Positive supercompilation for a higher-order call-by-value language

Abstract: Intermediate structures such as lists and higher-order functions are very common in most styles of functional programming. While allowing the programmer to write clear and concise programs, the creation and destruction of these structures impose a run time overhead which is not negligible. Deforestation algorithms is a family of program transformations that remove these intermediate structures in an automated fashion, thereby improving program performance. While there has been plenty of work on deforestation-like transformations that remove intermediate structures for languages with call-by-name semantics, no investigations have been performed or call-by-value languages. It has been suggested that existing call-by-name algorithms could be applied to call-by-value programs, possibly introducing termination in the program. This hides looping bugs from the programmer, and changes the behaviour of a program depending on whether it is optimized or not.
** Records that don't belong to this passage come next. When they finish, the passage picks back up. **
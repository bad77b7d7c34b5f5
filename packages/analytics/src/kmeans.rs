//! Weighted fixed-k clustering of demand points.
//!
//! Each demand point is replicated `max(1, round(weight * 10))` times and
//! k-means runs over the replicated set in raw (lat, lon) degree space.
//! Degree-space clustering distorts east-west distances away from the
//! equator; that approximation is part of the contract, not a bug to fix.
//! Original (non-replicated) points are then assigned to the centroid
//! nearest by *geodesic* distance -- the metric asymmetry between
//! clustering and assignment is deliberate and preserved.
//!
//! Initial centers: the first is drawn from the seeded RNG, the rest by
//! farthest-point (maximin) selection over the expanded set. The whole
//! procedure is deterministic for a fixed input and seed.

use rand::{Rng, SeedableRng, rngs::SmallRng};
use shelter_map_models::DemandPoint;
use shelter_map_spatial::haversine_km;

use crate::ClusterError;

/// Default cluster count.
pub const DEFAULT_K: usize = 5;

/// Default clustering seed.
pub const DEFAULT_SEED: u64 = 42;

/// Replication factor applied to weights before rounding.
const WEIGHT_REPLICATION: f64 = 10.0;

/// Lloyd iteration cap. Assignments converge long before this on any
/// realistic input; the cap only bounds degenerate cycling.
const MAX_ITERATIONS: usize = 100;

/// Clustering parameters.
#[derive(Debug, Clone, Copy)]
pub struct ClusterConfig {
    /// Number of clusters to produce.
    pub k: usize,
    /// RNG seed for initial center selection.
    pub seed: u64,
}

impl Default for ClusterConfig {
    fn default() -> Self {
        Self {
            k: DEFAULT_K,
            seed: DEFAULT_SEED,
        }
    }
}

/// Result of clustering a demand table.
#[derive(Debug, Clone)]
pub struct ClusteringOutcome {
    /// Exactly `k` centroids in (lat, lon) degree space. A centroid may
    /// own no original points; empty clusters are valid.
    pub centroids: Vec<(f64, f64)>,
    /// Cluster id for each *original* demand point, parallel to the
    /// input slice. Assigned by geodesic distance to the centroids.
    pub assignments: Vec<usize>,
}

/// Replication count for a demand weight: `max(1, round(weight * 10))`.
///
/// Floors at 1 so every point still influences the clustering, even at
/// zero weight. Non-finite weights count as zero before rounding.
#[must_use]
pub fn expansion_count(weight: f64) -> usize {
    let w = if weight.is_finite() { weight } else { 0.0 };
    #[allow(clippy::cast_possible_truncation, clippy::cast_sign_loss)]
    let reps = (w * WEIGHT_REPLICATION).round() as usize;
    reps.max(1)
}

/// Clusters the demand table into exactly `config.k` geographic clusters.
///
/// # Errors
///
/// Returns [`ClusterError`] when the input is empty, `k` is zero, or the
/// expanded set is smaller than `k`. These abort the pipeline run.
pub fn cluster_demand(
    points: &[DemandPoint],
    config: ClusterConfig,
) -> Result<ClusteringOutcome, ClusterError> {
    if points.is_empty() {
        return Err(ClusterError::EmptyInput);
    }
    if config.k == 0 {
        return Err(ClusterError::ZeroClusters);
    }

    let expanded: Vec<(f64, f64)> = points
        .iter()
        .flat_map(|p| std::iter::repeat_n((p.lat, p.lon), expansion_count(p.weight)))
        .collect();

    if expanded.len() < config.k {
        return Err(ClusterError::NotEnoughPoints {
            points: expanded.len(),
            k: config.k,
        });
    }

    log::info!(
        "Clustering {} demand points ({} after weight expansion) into {} clusters",
        points.len(),
        expanded.len(),
        config.k
    );

    let centroids = lloyd(&expanded, config);

    let assignments = points
        .iter()
        .map(|p| nearest_centroid_geodesic(p.lat, p.lon, &centroids))
        .collect();

    Ok(ClusteringOutcome {
        centroids,
        assignments,
    })
}

/// Runs seeded initialization plus Lloyd iterations over the expanded set.
fn lloyd(expanded: &[(f64, f64)], config: ClusterConfig) -> Vec<(f64, f64)> {
    let mut centroids = initial_centers(expanded, config);
    let mut labels = vec![usize::MAX; expanded.len()];

    for _ in 0..MAX_ITERATIONS {
        let mut changed = false;
        for (i, &(lat, lon)) in expanded.iter().enumerate() {
            let label = nearest_centroid_euclidean(lat, lon, &centroids);
            if labels[i] != label {
                labels[i] = label;
                changed = true;
            }
        }
        if !changed {
            break;
        }

        // Recompute centroids as member means; an emptied centroid keeps
        // its previous position so exactly k clusters always come out.
        let mut sums = vec![(0.0f64, 0.0f64, 0usize); centroids.len()];
        for (i, &(lat, lon)) in expanded.iter().enumerate() {
            let (s_lat, s_lon, n) = &mut sums[labels[i]];
            *s_lat += lat;
            *s_lon += lon;
            *n += 1;
        }
        for (centroid, (s_lat, s_lon, n)) in centroids.iter_mut().zip(&sums) {
            if *n > 0 {
                #[allow(clippy::cast_precision_loss)]
                let count = *n as f64;
                *centroid = (s_lat / count, s_lon / count);
            }
        }
    }

    centroids
}

/// Picks the initial k centers: one seeded-random draw, then repeated
/// farthest-point selection.
fn initial_centers(expanded: &[(f64, f64)], config: ClusterConfig) -> Vec<(f64, f64)> {
    let mut rng = SmallRng::seed_from_u64(config.seed);
    let first = rng.gen_range(0..expanded.len());

    let mut centers = Vec::with_capacity(config.k);
    centers.push(expanded[first]);

    let mut min_d2: Vec<f64> = expanded
        .iter()
        .map(|&(lat, lon)| squared_degree_distance(lat, lon, expanded[first]))
        .collect();

    while centers.len() < config.k {
        let next = min_d2
            .iter()
            .enumerate()
            .max_by(|(_, a), (_, b)| a.total_cmp(b))
            .map_or(0, |(i, _)| i);
        let center = expanded[next];
        centers.push(center);

        for (d2, &(lat, lon)) in min_d2.iter_mut().zip(expanded) {
            *d2 = d2.min(squared_degree_distance(lat, lon, center));
        }
    }

    centers
}

fn squared_degree_distance(lat: f64, lon: f64, (c_lat, c_lon): (f64, f64)) -> f64 {
    let dlat = lat - c_lat;
    let dlon = lon - c_lon;
    dlat.mul_add(dlat, dlon * dlon)
}

/// Nearest centroid by squared Euclidean degree distance (clustering
/// metric).
fn nearest_centroid_euclidean(lat: f64, lon: f64, centroids: &[(f64, f64)]) -> usize {
    centroids
        .iter()
        .enumerate()
        .min_by(|&(_, &a), &(_, &b)| {
            squared_degree_distance(lat, lon, a).total_cmp(&squared_degree_distance(lat, lon, b))
        })
        .map_or(0, |(i, _)| i)
}

/// Nearest centroid by haversine distance (assignment metric).
fn nearest_centroid_geodesic(lat: f64, lon: f64, centroids: &[(f64, f64)]) -> usize {
    centroids
        .iter()
        .enumerate()
        .min_by(|&(_, &(a_lat, a_lon)), &(_, &(b_lat, b_lon))| {
            haversine_km(lat, lon, a_lat, a_lon).total_cmp(&haversine_km(lat, lon, b_lat, b_lon))
        })
        .map_or(0, |(i, _)| i)
}
#![cfg_attr(feature = "fail-on-warnings", deny(warnings))]
#![warn(clippy::all, clippy::pedantic, clippy::nursery, clippy::cargo)]
#![allow(clippy::multiple_crate_versions, clippy::cargo_common_metadata)]

//! CLI entry point for the shelter map toolchain.
//!
//! `shelter_map pipeline` runs the full batch pipeline (load, aggregate,
//! geocode, build demand, cluster, score, materialize); `shelter_map
//! server` starts the read-only API over a previous run's outputs.

mod pipeline;

use std::path::PathBuf;

use clap::{Parser, Subcommand};

#[derive(Parser)]
#[command(name = "shelter_map", about = "Shelter need analysis toolchain")]
struct Cli {
    #[command(subcommand)]
    command: Commands,
}

#[derive(Subcommand)]
enum Commands {
    /// Run the full analysis pipeline over the input CSVs
    Pipeline {
        /// Shelter occupancy report CSV
        #[arg(long, default_value = "shelters.csv")]
        shelters: PathBuf,
        /// Encampment locations CSV
        #[arg(long, default_value = "encampments.csv")]
        encampments: PathBuf,
        /// Geocode cache CSV (created on first run)
        #[arg(long, default_value = "geocode_cache.csv")]
        cache: PathBuf,
        /// Directory receiving the three output tables
        #[arg(long, default_value = "data/out")]
        out_dir: PathBuf,
        /// Pipeline profile: `encampments-only` or `shelter-weighted`
        #[arg(long, default_value = "encampments-only")]
        profile: String,
        /// Number of demand clusters
        #[arg(long, default_value = "5")]
        k: usize,
        /// Clustering seed
        #[arg(long, default_value = "42")]
        seed: u64,
        /// Minimum delay between geocoder calls, ms
        #[arg(long, default_value = "1000")]
        rate_limit_ms: u64,
    },
    /// Serve a previous run's output tables over HTTP
    Server {
        /// Directory holding the output tables
        #[arg(long, default_value = "data/out")]
        data_dir: PathBuf,
    },
}

#[tokio::main]
async fn main() -> Result<(), Box<dyn std::error::Error>> {
    let multi = shelter_map_cli_utils::init_logger();

    match Cli::parse().command {
        Commands::Pipeline {
            shelters,
            encampments,
            cache,
            out_dir,
            profile,
            k,
            seed,
            rate_limit_ms,
        } => {
            let profile = profile
                .parse()
                .map_err(|_| format!("Unknown profile: {profile}"))?;

            let args = pipeline::PipelineArgs {
                shelters,
                encampments,
                cache,
                out_dir,
                profile,
                k,
                seed,
                rate_limit_ms,
            };
            pipeline::run(&args, &multi).await?;
        }
        Commands::Server { data_dir } => {
            // The server uses actix-web's runtime, so run it in a blocking
            // task to avoid nesting tokio runtimes.
            tokio::task::spawn_blocking(move || {
                actix_web::rt::System::new().block_on(shelter_map_server::run_server(data_dir))
            })
            .await??;
        }
    }

    Ok(())
}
We present a transformation, positive supercompilation, for a higher-order call-by-value language that preserves termination properties of the programs it is applied to. We prove the algorithm correct and compare it to existing call-by-name transformations. Our results show that deforestation-like transformations are both possible and useful for call-by-value languages, with speedups up to an order of magnitude for certain benchmarks. Our algorithm is particularly important in the context of embedded systems where resources are scarce. By both removing intermediate structures and performing program specialization the footprint of programs can shrink considerably without any manual intervention by the programmer.